One undeniable benefit of modern technology is experienced solely by those who try to document such feats. Check out the video below for an example of leading filmmakers using leading technology to bring us cutting edge climbs.
GOAL ZERO Behind the Scenes: Peter Croft and Lisa Rands take on the Incredible Hulk from GOALØ on Vimeo.
Tuesday, September 14, 2010
News

It seemed like the show was available to anyone who stepped up and wanted to host. So I sent off on email thinking that maybe next year would be a possibility. To make a long story short the Reel Rock Tour will be coming to St. John's NL, but it won't be next year. Instead we are going to put this show in a little less than two months.
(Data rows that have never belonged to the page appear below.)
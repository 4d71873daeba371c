mod cli;

use releaseforge::{
    apply::{self, Applied, ApplyMode},
    catalog::{CatalogService, TmdbCatalog},
    config::{self, Config},
    namer::{NameRequest, Namer},
    paths,
    prompt::{NoPrompt, Prompter, TerminalPrompter},
};
use releaseforge_naming::{audio, codec, colour, language, resolution, FilenameHints, NameEngine};
use releaseforge_probe::{MediaInfoProber, MediaProber};

use anyhow::{Context, Result};
use clap::Parser;
use cli::{Cli, Commands, NameArgs};
use std::path::Path;

fn main() -> Result<()> {
    let cli = Cli::parse();

    // Respect RUST_LOG env var if set, otherwise use defaults based on verbose flag
    let env_filter = std::env::var("RUST_LOG").unwrap_or_else(|_| {
        if cli.verbose {
            "releaseforge=trace,releaseforge_naming=trace,releaseforge_probe=trace".to_string()
        } else {
            "releaseforge=info,releaseforge_naming=info,releaseforge_probe=info".to_string()
        }
    });

    // Names and JSON go to stdout; keep diagnostics off it.
    tracing_subscriber::fmt()
        .with_env_filter(&env_filter)
        .with_writer(std::io::stderr)
        .init();

    match cli.command {
        Commands::Name(args) => {
            let rt = tokio::runtime::Runtime::new()?;
            rt.block_on(run_name(args, cli.config.as_deref()))
        }
        Commands::Probe { file, json } => probe_file(&file, cli.config.as_deref(), json),
        Commands::CheckTools => check_tools(cli.config.as_deref()),
        Commands::Validate {
            config: config_path,
        } => {
            let path = config_path.or(cli.config);
            validate_config(path.as_deref())
        }
        Commands::Version => {
            println!("releaseforge {}", env!("CARGO_PKG_VERSION"));
            Ok(())
        }
    }
}

fn mediainfo_prober(config: &Config) -> Result<MediaInfoProber> {
    let binary = releaseforge_probe::resolve_tool(
        releaseforge_probe::MEDIAINFO,
        config.tools.mediainfo_path.as_deref(),
    )?;
    Ok(MediaInfoProber::with_binary(binary))
}

fn tmdb_catalog(config: &Config) -> Result<Option<TmdbCatalog>> {
    let catalog = &config.catalog;
    if catalog.tmdb_api_key.trim().is_empty() {
        return Ok(None);
    }
    let mut tmdb = TmdbCatalog::new(&catalog.tmdb_api_key, &catalog.language)?
        .with_threshold(catalog.similarity_threshold);
    if let Some(base_url) = &catalog.base_url {
        tmdb = tmdb.with_base_url(base_url);
    }
    Ok(Some(tmdb))
}

async fn run_name(args: NameArgs, config_path: Option<&Path>) -> Result<()> {
    let config = config::load_config_or_default(config_path)?;

    let paths = if args.paths.is_empty() {
        let cwd = std::env::current_dir().context("Failed to read working directory")?;
        paths::load_bulk_file(&cwd)?
    } else {
        args.paths.clone()
    };

    let engine = NameEngine::new(config.groups.policy());
    let prober = mediainfo_prober(&config)?;
    let tmdb = tmdb_catalog(&config)?;
    let prompter: &dyn Prompter = if args.yes { &NoPrompt } else { &TerminalPrompter };
    let namer = Namer {
        engine: &engine,
        catalog: tmdb.as_ref().map(|t| t as &dyn CatalogService),
        prober: &prober,
        prompter,
    };

    let request = NameRequest {
        catalog_id: args.tmdb,
        title: args.title.clone(),
        year: args.year,
        is_movie: match (args.movie, args.tv) {
            (true, _) => Some(true),
            (_, true) => Some(false),
            _ => None,
        },
        season: args.season,
        episode: args.episode,
        source: args.source.clone(),
        default_source: config.naming.default_source.clone(),
        group: args.group.clone(),
        edition: args.edition.clone(),
        repack: args.repack,
        format_variant: if args.extended {
            releaseforge_naming::FormatVariant::ExtendedTrackerFormat
        } else {
            config.naming.format_variant().map_err(anyhow::Error::msg)?
        },
        default_container: config.naming.container.clone(),
        language: args.language.clone(),
        resolution: args.resolution.clone(),
        per_episode: args.per_episode,
    };

    let mode = if args.hardlink {
        Some(ApplyMode::Hardlink)
    } else if args.rename {
        Some(ApplyMode::Rename)
    } else {
        None
    };

    let mut failed = 0usize;
    let mut banned = 0usize;
    for path in &paths {
        tracing::info!("Processing file: {:?}", path);
        let derivation = match namer.name_path(path, &request).await {
            Ok(d) => d,
            Err(e) => {
                tracing::error!("{:#}", e);
                failed += 1;
                continue;
            }
        };

        for warning in &derivation.warnings {
            tracing::warn!("{}: {}", derivation.name, warning);
        }
        if derivation.banned_group().is_some() {
            banned += 1;
        }

        if args.json {
            println!("{}", serde_json::to_string_pretty(&derivation)?);
        } else {
            println!("{}", derivation.name);
        }

        let Some(mode) = mode else { continue };
        if !prompter.confirm("Is this acceptable?")? {
            tracing::info!("Skipped {:?}", path);
            continue;
        }
        match apply::apply(path, &derivation.name, mode) {
            Ok(Applied::Done(dest)) => tracing::info!("{} made to: {:?}", mode, dest),
            Ok(Applied::Skipped(dest)) => tracing::warn!("Not overwriting {:?}", dest),
            Err(e) => {
                tracing::error!("{:#}", e);
                failed += 1;
            }
        }
    }

    if failed > 0 {
        anyhow::bail!("{} of {} paths failed", failed, paths.len());
    }
    if args.strict_groups && banned > 0 {
        anyhow::bail!("{} derived name(s) use a banned release group", banned);
    }
    Ok(())
}

fn probe_file(file: &Path, config_path: Option<&Path>, json: bool) -> Result<()> {
    if !file.exists() {
        anyhow::bail!("File does not exist: {:?}", file);
    }

    let config = config::load_config_or_default(config_path)?;
    let media = mediainfo_prober(&config)?.probe(file)?;

    if json {
        println!("{}", serde_json::to_string_pretty(&media)?);
        return Ok(());
    }

    let hints = FilenameHints::parse(&media.file_name);
    println!("File: {}", media.file_name);
    println!(
        "Video: {} {}x{}",
        media.video_format,
        media.width.map_or("?".to_string(), |w| w.to_string()),
        media.height.map_or("?".to_string(), |h| h.to_string())
    );
    match resolution::resolve(
        media.width,
        media.height,
        media.frame_rate.as_deref(),
        media.interlaced,
    ) {
        Ok(res) => println!("Resolution: {}", res),
        Err(e) => println!("Resolution: unresolved ({})", e),
    }
    let source = hints.source.clone().unwrap_or_default();
    println!(
        "Codec: {}",
        codec::resolve(&media.video_format, &media.video_codec_id, &media.file_name, &source)
    );
    println!("Colour: {}", colour::resolve(&media));
    match &media.audio {
        Some(track) => {
            println!("Audio: {}", audio::resolve(track));
            let lang = track.language.as_deref().map(language::resolve).unwrap_or_default();
            println!("Language: {}", if lang.is_empty() { "unknown" } else { &lang });
        }
        None => println!("Audio: none"),
    }
    if let Some(group) = &hints.release_group {
        println!("Group: {}", group);
    }

    Ok(())
}

fn check_tools(config_path: Option<&Path>) -> Result<()> {
    println!("Checking external tools...\n");

    let config = config::load_config_or_default(config_path)?;
    let tools = releaseforge_probe::check_tools(config.tools.mediainfo_path.as_deref());
    let mut all_ok = true;

    for tool in &tools {
        let status = if tool.available {
            "✓"
        } else {
            all_ok = false;
            "✗"
        };

        print!("{} {}", status, tool.name);

        if let Some(ref version) = tool.version {
            print!(" ({})", version);
        }

        if let Some(ref path) = tool.path {
            print!(" - {}", path.display());
        }

        println!();
    }

    println!();
    if all_ok {
        println!("All required tools are available!");
    } else {
        println!("Some tools are missing. Install mediainfo to name files.");
    }

    Ok(())
}

fn validate_config(path: Option<&Path>) -> Result<()> {
    match path {
        Some(p) => {
            println!("Validating config: {:?}", p);
            let config = config::load_config(p)?;
            println!("✓ Configuration is valid");
            println!(
                "  TMDB API key: {}",
                if config.catalog.tmdb_api_key.is_empty() { "not set" } else { "set" }
            );
            println!("  Similarity threshold: {}", config.catalog.similarity_threshold);
            println!("  Format: {}", config.naming.format);
            println!("  Container: {}", config.naming.container);
            println!(
                "  Extra banned groups: {}",
                config.groups.banned_web.len()
                    + config.groups.banned_remux.len()
                    + config.groups.banned_encode.len()
            );
            println!("  Extra collectives: {}", config.groups.collectives.len());
        }
        None => {
            println!("No config file specified, using defaults");
            let config = Config::default();
            println!("Default config:");
            println!("  Format: {}", config.naming.format);
            println!("  Container: {}", config.naming.container);
        }
    }

    Ok(())
}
The Reel Rock Tour will be showing in St. John's on Saturday November 6th at the Inco Innovation Centre at 7:00 pm. Tickets will be $10.00 in advance, $12.00 at the door, and we are giving the little ones a break by letting kids under 12 in for $8.00 cuz you know, recess snacks and juice are expensive. More information, including where you can pick up advanced tickets, will be forthcoming in the next few days. I would like to sit on the selling details until we actually print the tickets and hand them off to ticket agents.
More information about the tour and this year's films is available at their official site, which can be found here. There is also one Facebook page for the entire tour that can be found right here. I will also be posting much more info and news in the coming weeks. I hope everyone is psyched, and if you're not, click on the trailer below a few times. Usually does it for me.
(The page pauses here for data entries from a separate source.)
//! Interactive questions asked while naming.

use anyhow::{Context, Result};
use dialoguer::{Confirm, Input};

/// Source of answers for values the engine could not derive.
pub trait Prompter: Send + Sync {
    /// Ask for a free-form value. `None` means no answer is available.
    fn ask(&self, question: &str) -> Result<Option<String>>;

    /// Ask a yes/no question.
    fn confirm(&self, question: &str) -> Result<bool>;
}

/// Asks on the terminal.
#[derive(Debug, Default, Clone, Copy)]
pub struct TerminalPrompter;

impl Prompter for TerminalPrompter {
    fn ask(&self, question: &str) -> Result<Option<String>> {
        let answer: String = Input::new()
            .with_prompt(question)
            .allow_empty(true)
            .interact_text()
            .context("prompt failed")?;
        let answer = answer.trim();
        Ok((!answer.is_empty()).then(|| answer.to_string()))
    }

    fn confirm(&self, question: &str) -> Result<bool> {
        Confirm::new()
            .with_prompt(question)
            .default(false)
            .interact()
            .context("prompt failed")
    }
}

/// Never asks: missing values stay missing and confirmations pass.
#[derive(Debug, Default, Clone, Copy)]
pub struct NoPrompt;

impl Prompter for NoPrompt {
    fn ask(&self, question: &str) -> Result<Option<String>> {
        tracing::debug!(question, "prompts disabled, leaving value unset");
        Ok(None)
    }

    fn confirm(&self, _question: &str) -> Result<bool> {
        Ok(true)
    }
}
use releaseforge_naming::{FormatVariant, GroupPolicy, VideoCategory};
use serde::{Deserialize, Serialize};
use std::collections::BTreeMap;
use std::path::PathBuf;

#[derive(Debug, Clone, Default, Deserialize, Serialize)]
pub struct Config {
    #[serde(default)]
    pub catalog: CatalogConfig,

    #[serde(default)]
    pub naming: NamingConfig,

    #[serde(default)]
    pub groups: GroupsConfig,

    #[serde(default)]
    pub tools: ToolsConfig,
}

#[derive(Debug, Clone, Deserialize, Serialize)]
pub struct CatalogConfig {
    /// TMDB v3 API key. Only required when a lookup actually happens.
    #[serde(default)]
    pub tmdb_api_key: String,

    /// Language tag sent with every TMDB request.
    #[serde(default = "default_language")]
    pub language: String,

    /// Minimum title similarity, in percent, for a search hit to be accepted.
    #[serde(default = "default_similarity_threshold")]
    pub similarity_threshold: f64,

    /// Override the API root (tests, proxies).
    #[serde(default)]
    pub base_url: Option<String>,
}

impl Default for CatalogConfig {
    fn default() -> Self {
        Self {
            tmdb_api_key: String::new(),
            language: default_language(),
            similarity_threshold: default_similarity_threshold(),
            base_url: None,
        }
    }
}

fn default_language() -> String {
    "en-US".to_string()
}

fn default_similarity_threshold() -> f64 {
    85.0
}

#[derive(Debug, Clone, Deserialize, Serialize)]
pub struct NamingConfig {
    /// `standard` or `extended`.
    #[serde(default = "default_format")]
    pub format: String,

    /// Extension used when the file name has no recognizable container.
    #[serde(default = "default_container")]
    pub container: String,

    #[serde(default)]
    pub default_source: Option<String>,
}

impl Default for NamingConfig {
    fn default() -> Self {
        Self {
            format: default_format(),
            container: default_container(),
            default_source: None,
        }
    }
}

impl NamingConfig {
    pub fn format_variant(&self) -> Result<FormatVariant, String> {
        self.format.parse()
    }
}

fn default_format() -> String {
    "standard".to_string()
}

fn default_container() -> String {
    "mkv".to_string()
}

/// Additions layered over the built-in banlist and collectives.
#[derive(Debug, Clone, Default, Deserialize, Serialize)]
pub struct GroupsConfig {
    #[serde(default)]
    pub banned_web: Vec<String>,

    #[serde(default)]
    pub banned_remux: Vec<String>,

    #[serde(default)]
    pub banned_encode: Vec<String>,

    /// Collective name to member groups.
    #[serde(default)]
    pub collectives: BTreeMap<String, Vec<String>>,
}

impl GroupsConfig {
    /// The built-in policy with this section merged on top.
    pub fn policy(&self) -> GroupPolicy {
        let mut policy = GroupPolicy::builtin();
        policy.ban(VideoCategory::Web, self.banned_web.iter().cloned());
        policy.ban(VideoCategory::Remux, self.banned_remux.iter().cloned());
        policy.ban(VideoCategory::Encode, self.banned_encode.iter().cloned());
        for (name, members) in &self.collectives {
            policy.add_collective(name, members.iter().cloned());
        }
        policy
    }
}

#[derive(Debug, Clone, Default, Deserialize, Serialize)]
pub struct ToolsConfig {
    #[serde(default)]
    pub mediainfo_path: Option<PathBuf>,
}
Wednesday, September 8, 2010
Trailer
I ran across this little gem while enjoying my morning tea.
The Reel Rock Film tour is an annual tour of the best climbing related films. With no headlining film this year those lucky enough catch the show will have to make do with six short films that cover everything from Daniel Woods and Paul Robinson doing some extreme pebble wrestling to Uli Steck treating extremely large mountains like...well I have no frame of reference, I can't think of anything that I sprint.
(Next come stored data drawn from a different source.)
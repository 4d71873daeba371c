//! # releaseforge-naming
//!
//! Release-name derivation for private-tracker media packaging.
//!
//! Maps a file's technical metadata ([`MediaDescriptor`]), its catalog title
//! facts ([`CatalogRecord`]) and user overrides ([`ReleaseOptions`]) to a
//! single canonical [`ReleaseName`]. Everything here is pure: no I/O, no
//! global state, safe to call concurrently.
//!
//! ## Quick Start
//!
//! ```
//! use releaseforge_naming::{
//!     AudioTrackInfo, CatalogRecord, MediaDescriptor, NameEngine, ReleaseOptions,
//! };
//!
//! let media = MediaDescriptor::new("Inception.2010.1080p.BluRay-GRP.mkv")
//!     .with_video_format("AVC")
//!     .with_dimensions(1920, 1080)
//!     .with_audio(AudioTrackInfo {
//!         commercial: Some("Dolby Digital".into()),
//!         channels: Some(6),
//!         channel_layout: Some("L R C LFE Ls Rs".into()),
//!         ..Default::default()
//!     });
//! let catalog = CatalogRecord::movie("Inception", "2010-07-15");
//! let opts = ReleaseOptions {
//!     source_label: "BluRay".into(),
//!     release_group: Some("GRP".into()),
//!     ..Default::default()
//! };
//!
//! let derivation = NameEngine::default().derive(&media, &catalog, &opts, None)?;
//! assert_eq!(derivation.name.as_str(), "Inception.2010.1080p.BluRay.DD5.1.H.264-GRP.mkv");
//! # Ok::<(), releaseforge_naming::NamingError>(())
//! ```
//!
//! ## Grammars
//!
//! - [`FormatVariant::Standard`]: `Title.Year.Res.Source.Audio.Codec-Group.ext`
//! - [`FormatVariant::ExtendedTrackerFormat`]:
//!   `Title (Year) (Res Source Codec Colour Audio Language - Group).ext`

pub mod audio;
pub mod codec;
pub mod colour;
mod engine;
mod error;
pub mod group;
pub mod hints;
pub mod language;
pub mod resolution;
mod sanitize;
mod types;

pub use audio::{AudioLabel, Channels};
pub use codec::VideoCodec;
pub use colour::ColourSpace;
pub use engine::{Derivation, Labels, NameEngine};
pub use error::{NamingError, NamingWarning, Result};
pub use group::{GroupPolicy, GroupVerdict, VideoCategory};
pub use hints::FilenameHints;
pub use resolution::Resolution;
pub use sanitize::{sanitize, RESERVED};
pub use types::{
    AudioTrackInfo, CatalogRecord, EpisodeInfo, FormatVariant, MediaDescriptor, ReleaseName,
    ReleaseOptions,
};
When I first saw this trailer I thought "how many years till St. John's could host something like this?" Then I looked at the schedule and noticed they are doing many smaller shows in Quebec and none in BC. It seems like if someone steps up and wants to host a show Reel Rock is onboard. I just finished sending an email to them with a few inquiries. Obviously, it's a little late for this year but next year... Would this fly here?
Sunday, September 5, 2010
Blogging
A year ago I started a blog to avoid sending mass emails to update my family as I climbed in Squamish BC. Two weeks ago I returned from another trip to Squamish during which I realized just how much I missed the process of writing and documenting. Years ago I went down to swing my feet free on the moderate overhangs of the Shawangunks in New York. I didn't take a single picture. Every now and then I am reminded of some event or circumstance from that trip and a rush of memories flood back, but I can tell that the memories are fading and will continue to do so. Hindsight eh?
The whole point of this little corner of the interweb is more personal than it is communal. It helps me remember good climbs, good people, and especially good moments. Climbing continues to be the medium through which I experience uncommonly tangible moments of growth in both the narrow scope of my climbing and the overarching realms of perspective and personality.
This blog is a way for me to track that change, remember those moments, and become inspired to do it all again. Thank you for reading.